What this task involves:
Scan the records below for the string "logging" and return every line where it appears.

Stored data
◇ ◇ ◇ ◇

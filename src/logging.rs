pub fn init() {
    tracing_subscriber::fmt()
        .with_env_filter(
            std::env::var("RUST_LOG")
                .unwrap_or_else(|_| "info,movies_etl=debug,sqlx=warn".to_string()),
        )
        .with_writer(std::io::stderr)
        .init();
}
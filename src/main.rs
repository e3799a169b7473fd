use movies_etl::{config::Config, driver::MigrationDriver, logging};

#[tokio::main]
async fn main() -> anyhow::Result<()> {
    logging::init();

    let config = Config::from_env()?;
    let (reader, writer) = movies_etl::open(&config).await?;

    let report = MigrationDriver::new(&reader, &writer).run().await?;
    println!("{}", serde_json::to_string_pretty(&report)?);

    Ok(())
}
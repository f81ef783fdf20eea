//! Derived measurement fields computed at ingestion time.

/// Plausible density band for raw milk, g/cm³. Values outside it are stored
/// as computed but logged by the caller.
pub const DENSITY_PLAUSIBLE_MIN: f64 = 1.025;
pub const DENSITY_PLAUSIBLE_MAX: f64 = 1.040;

/// Density in g/cm³ from weight (kg) and volume (L), rounded to three
/// decimals. 1 L = 1000 cm³, so kg/L equals g/cm³ directly.
pub fn density(weight: f64, volume: f64) -> Option<f64> {
    if !(weight.is_finite() && volume.is_finite()) || volume <= 0.0 {
        return None;
    }
    Some((weight / volume * 1000.0).round() / 1000.0)
}

// Cold-chain quality bands. Deviation outside a band costs the listed points
// per unit, clamped to [0, 100].
const TEMP_BAND: (f64, f64) = (2.0, 6.0);
const TEMP_PENALTY_PER_DEG: f64 = 8.0;
const PH_BAND: (f64, f64) = (6.5, 6.9);
const PH_PENALTY_PER_UNIT: f64 = 40.0;
const DENSITY_BAND: (f64, f64) = (1.028, 1.036);
const DENSITY_PENALTY_PER_UNIT: f64 = 2000.0;

fn band_deviation(value: f64, band: (f64, f64)) -> f64 {
    if value < band.0 {
        band.0 - value
    } else if value > band.1 {
        value - band.1
    } else {
        0.0
    }
}

/// Composite 0-100 quality score. 100.0 when every reading sits inside its
/// band; density only contributes when it could be derived.
pub fn quality_score(temperature: f64, ph: f64, density: Option<f64>) -> f64 {
    let mut score = 100.0;
    score -= band_deviation(temperature, TEMP_BAND) * TEMP_PENALTY_PER_DEG;
    score -= band_deviation(ph, PH_BAND) * PH_PENALTY_PER_UNIT;
    if let Some(d) = density {
        score -= band_deviation(d, DENSITY_BAND) * DENSITY_PENALTY_PER_UNIT;
    }
    (score.clamp(0.0, 100.0) * 10.0).round() / 10.0
}
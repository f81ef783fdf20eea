use serde::de::Error as DeError;
use serde::{Deserialize, Deserializer, Serialize};
use utoipa::IntoParams;
use utoipa::ToSchema;

#[derive(Debug, Clone, Serialize, Deserialize, IntoParams, ToSchema)]
#[into_params(parameter_in = Query)]
pub struct PaginationParams {
    /// Page size (default 50)
    #[param(required = false)]
    #[serde(default, deserialize_with = "deserialize_optional_u64")]
    pub limit: Option<u64>,
    /// Offset (default 0)
    #[param(required = false)]
    #[serde(default, deserialize_with = "deserialize_optional_u64")]
    pub offset: Option<u64>,
}

#[derive(Deserialize)]
#[serde(untagged)]
enum U64Input {
    Number(u64),
    Text(String),
}

fn deserialize_optional_u64<'de, D>(deserializer: D) -> Result<Option<u64>, D::Error>
where
    D: Deserializer<'de>,
{
    let value = Option::<U64Input>::deserialize(deserializer)?;
    match value {
        None => Ok(None),
        Some(U64Input::Number(number)) => Ok(Some(number)),
        Some(U64Input::Text(text)) => text
            .trim()
            .parse::<u64>()
            .map(Some)
            .map_err(DeError::custom),
    }
}

const MAX_PAGE_LIMIT: u64 = 1000;

impl PaginationParams {
    pub fn limit(&self) -> u64 {
        self.limit.unwrap_or(50).min(MAX_PAGE_LIMIT)
    }

    pub fn offset(&self) -> u64 {
        self.offset.unwrap_or(0)
    }
}
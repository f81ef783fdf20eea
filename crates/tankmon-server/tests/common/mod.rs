#![allow(dead_code)]

use anyhow::Result;
use axum::body::{to_bytes, Body};
use axum::http::{Request, StatusCode};
use chrono::Utc;
use serde_json::Value;
use std::sync::Arc;
use tankmon_alert::AlertEvaluator;
use tankmon_notify::NotificationHub;
use tankmon_server::app;
use tankmon_server::config::ServerConfig;
use tankmon_server::state::AppState;
use tankmon_storage::MonitorStore;
use tempfile::TempDir;
use tower::util::ServiceExt;

pub struct TestContext {
    pub temp_dir: TempDir,
    pub state: AppState,
    pub app: axum::Router,
}

pub async fn build_test_context() -> Result<TestContext> {
    tankmon_common::id::init(1, 1);

    let temp_dir = tempfile::tempdir()?;
    let url = format!(
        "sqlite://{}?mode=rwc",
        temp_dir.path().join("tankmon.db").display()
    );
    let store = Arc::new(MonitorStore::new(&url).await?);
    let hub = Arc::new(NotificationHub::new());
    let evaluator = Arc::new(AlertEvaluator::new(store.clone(), hub.clone()));

    let state = AppState {
        store,
        evaluator,
        hub,
        start_time: Utc::now(),
        config: Arc::new(ServerConfig::default()),
    };
    let app = app::build_http_app(state.clone());

    Ok(TestContext {
        temp_dir,
        state,
        app,
    })
}

pub async fn request_json(
    app: &axum::Router,
    method: &str,
    path: &str,
    body: Option<Value>,
) -> Result<(StatusCode, Value)> {
    let builder = Request::builder().method(method).uri(path);
    let request = match body {
        Some(json) => builder
            .header("content-type", "application/json")
            .body(Body::from(json.to_string()))?,
        None => builder.body(Body::empty())?,
    };

    let response = app.clone().oneshot(request).await?;
    let status = response.status();
    let bytes = to_bytes(response.into_body(), usize::MAX).await?;
    // axum's own rejections (e.g. enum parse failures) are plain text
    let value = if bytes.is_empty() {
        Value::Null
    } else {
        serde_json::from_slice(&bytes)
            .unwrap_or_else(|_| Value::String(String::from_utf8_lossy(&bytes).into_owned()))
    };
    Ok((status, value))
}
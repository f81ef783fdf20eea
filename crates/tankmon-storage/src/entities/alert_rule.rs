use sea_orm::entity::prelude::*;

#[derive(Clone, Debug, PartialEq, DeriveEntityModel)]
#[sea_orm(table_name = "alert_rules")]
pub struct Model {
    #[sea_orm(primary_key, auto_increment = false)]
    pub id: String,
    pub name: String,
    pub container_id: Option<String>,
    pub metric: String,
    pub operator: String,
    pub threshold: f64,
    pub duration_secs: i64,
    pub cooldown_secs: i64,
    pub status: String,
    pub last_triggered_at: Option<DateTimeWithTimeZone>,
    /// JSON array of channel names.
    pub channels: String,
    pub webhook_url: Option<String>,
    pub created_at: DateTimeWithTimeZone,
    pub updated_at: DateTimeWithTimeZone,
}

#[derive(Copy, Clone, Debug, EnumIter, DeriveRelation)]
pub enum Relation {}

impl ActiveModelBehavior for ActiveModel {}
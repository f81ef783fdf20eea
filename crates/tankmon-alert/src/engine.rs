use anyhow::{Context, Result};
use chrono::{DateTime, Duration, SecondsFormat, Utc};
use std::sync::Arc;
use tankmon_common::id;
use tankmon_common::types::{AlertRule, Channel, Measurement, Notification};
use tankmon_notify::{NotificationHub, WebhookDispatcher};
use tankmon_storage::MonitorStore;

/// Evaluates active alert rules against freshly persisted measurements.
///
/// The evaluator keeps no per-rule state of its own: cooldown state lives on
/// the rule rows (`last_triggered_at`) and the duration-hold check reads the
/// measurement history, so any number of evaluator instances behave alike.
///
/// Callers are expected to invoke [`AlertEvaluator::evaluate`] once per
/// persisted measurement. A duplicate invocation for the same measurement is
/// usually absorbed by cooldown, but that is not guaranteed before the first
/// firing, so invoke-once is a caller responsibility.
pub struct AlertEvaluator {
    store: Arc<MonitorStore>,
    hub: Arc<NotificationHub>,
    webhook: WebhookDispatcher,
}

impl AlertEvaluator {
    pub fn new(store: Arc<MonitorStore>, hub: Arc<NotificationHub>) -> Self {
        Self {
            store,
            hub,
            webhook: WebhookDispatcher::new(),
        }
    }

    /// Run one evaluation pass and return the notifications that fired.
    ///
    /// Every returned notification is already persisted and its rule's
    /// `last_triggered_at` updated. A failure to load the candidate rules
    /// aborts the pass; a storage failure while firing one rule only skips
    /// that rule, so a partial failure yields a shorter list.
    pub async fn evaluate(&self, measurement: &Measurement) -> Result<Vec<Notification>> {
        let candidates = self
            .store
            .find_active_candidates(&measurement.container_id)
            .await
            .context("failed to load candidate alert rules")?;

        let now = Utc::now();
        let mut fired = Vec::new();
        for rule in &candidates {
            match self.evaluate_candidate(rule, measurement, now).await {
                Ok(Some(notification)) => fired.push(notification),
                Ok(None) => {}
                Err(e) => {
                    tracing::warn!(
                        rule_id = %rule.id,
                        rule_name = %rule.name,
                        error = %e,
                        "Skipping alert rule after storage failure"
                    );
                }
            }
        }
        Ok(fired)
    }

    async fn evaluate_candidate(
        &self,
        rule: &AlertRule,
        measurement: &Measurement,
        now: DateTime<Utc>,
    ) -> Result<Option<Notification>> {
        let Some(value) = measurement.metric_value(rule.metric) else {
            return Ok(None);
        };
        if !value.is_finite() {
            return Ok(None);
        }
        if !rule.operator.check(value, rule.threshold) {
            return Ok(None);
        }
        if !self.violation_held(rule, measurement).await? {
            return Ok(None);
        }
        if rule.within_cooldown(now) {
            tracing::debug!(
                rule_id = %rule.id,
                container_id = %measurement.container_id,
                "Alert suppressed (cooldown)"
            );
            return Ok(None);
        }

        let notification = Notification {
            id: id::next_id(),
            alert_id: rule.id.clone(),
            container_id: Some(measurement.container_id.clone()),
            metric: rule.metric,
            value,
            operator: rule.operator,
            threshold: rule.threshold,
            message: build_message(rule, value, measurement.timestamp),
            at: now,
        };
        let stored = self.store.insert_notification(&notification).await?;
        self.store.set_last_triggered_at(&rule.id, now).await?;

        tracing::info!(
            rule_id = %rule.id,
            rule_name = %rule.name,
            container_id = %measurement.container_id,
            value,
            threshold = rule.threshold,
            "Alert fired"
        );

        // Delivery is best-effort from here on; persistence already succeeded.
        self.hub.publish(&stored);
        if rule.channels.contains(&Channel::Webhook) {
            if let Some(url) = &rule.webhook_url {
                self.webhook.dispatch(url, &stored);
            }
        }

        Ok(Some(stored))
    }

    /// Duration-hold check.
    ///
    /// Best-effort approximation: only the most recent sample preceding the
    /// current measurement inside `[ts - duration, ts]` is inspected; if it
    /// also violates, the violation is assumed continuous. An isolated first
    /// sample therefore never fires a duration-gated rule. The window is
    /// always scoped to the measurement's container, keeping containers
    /// independent even under unscoped rules.
    async fn violation_held(&self, rule: &AlertRule, measurement: &Measurement) -> Result<bool> {
        if rule.duration_secs == 0 {
            return Ok(true);
        }
        let since = measurement.timestamp - Duration::seconds(rule.duration_secs);
        let prior = self
            .store
            .latest_in_window(
                Some(&measurement.container_id),
                since,
                measurement.timestamp,
                &measurement.id,
            )
            .await?;
        let Some(prior) = prior else { return Ok(false) };
        let Some(value) = prior.metric_value(rule.metric) else {
            return Ok(false);
        };
        Ok(value.is_finite() && rule.operator.check(value, rule.threshold))
    }
}

fn build_message(rule: &AlertRule, value: f64, at: DateTime<Utc>) -> String {
    format!(
        "ALERT {}: {} {} {} (value={} at {})",
        rule.name,
        rule.metric,
        rule.operator,
        rule.threshold,
        value,
        at.to_rfc3339_opts(SecondsFormat::Millis, true),
    )
}
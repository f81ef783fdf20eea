use sea_orm::entity::prelude::*;

#[derive(Clone, Debug, PartialEq, DeriveEntityModel)]
#[sea_orm(table_name = "measurements")]
pub struct Model {
    #[sea_orm(primary_key, auto_increment = false)]
    pub id: String,
    pub container_id: String,
    pub container_name: String,
    pub temperature: f64,
    pub ph: f64,
    pub weight: f64,
    pub volume: f64,
    pub density: Option<f64>,
    pub quality_score: Option<f64>,
    pub timestamp: DateTimeWithTimeZone,
}

#[derive(Copy, Clone, Debug, EnumIter, DeriveRelation)]
pub enum Relation {}

impl ActiveModelBehavior for ActiveModel {}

◇ ◇ ◇ ◇

Written solution:
filename src/logging.rs
use movies_etl::{config::Config, driver::MigrationDriver, logging};
    logging::init();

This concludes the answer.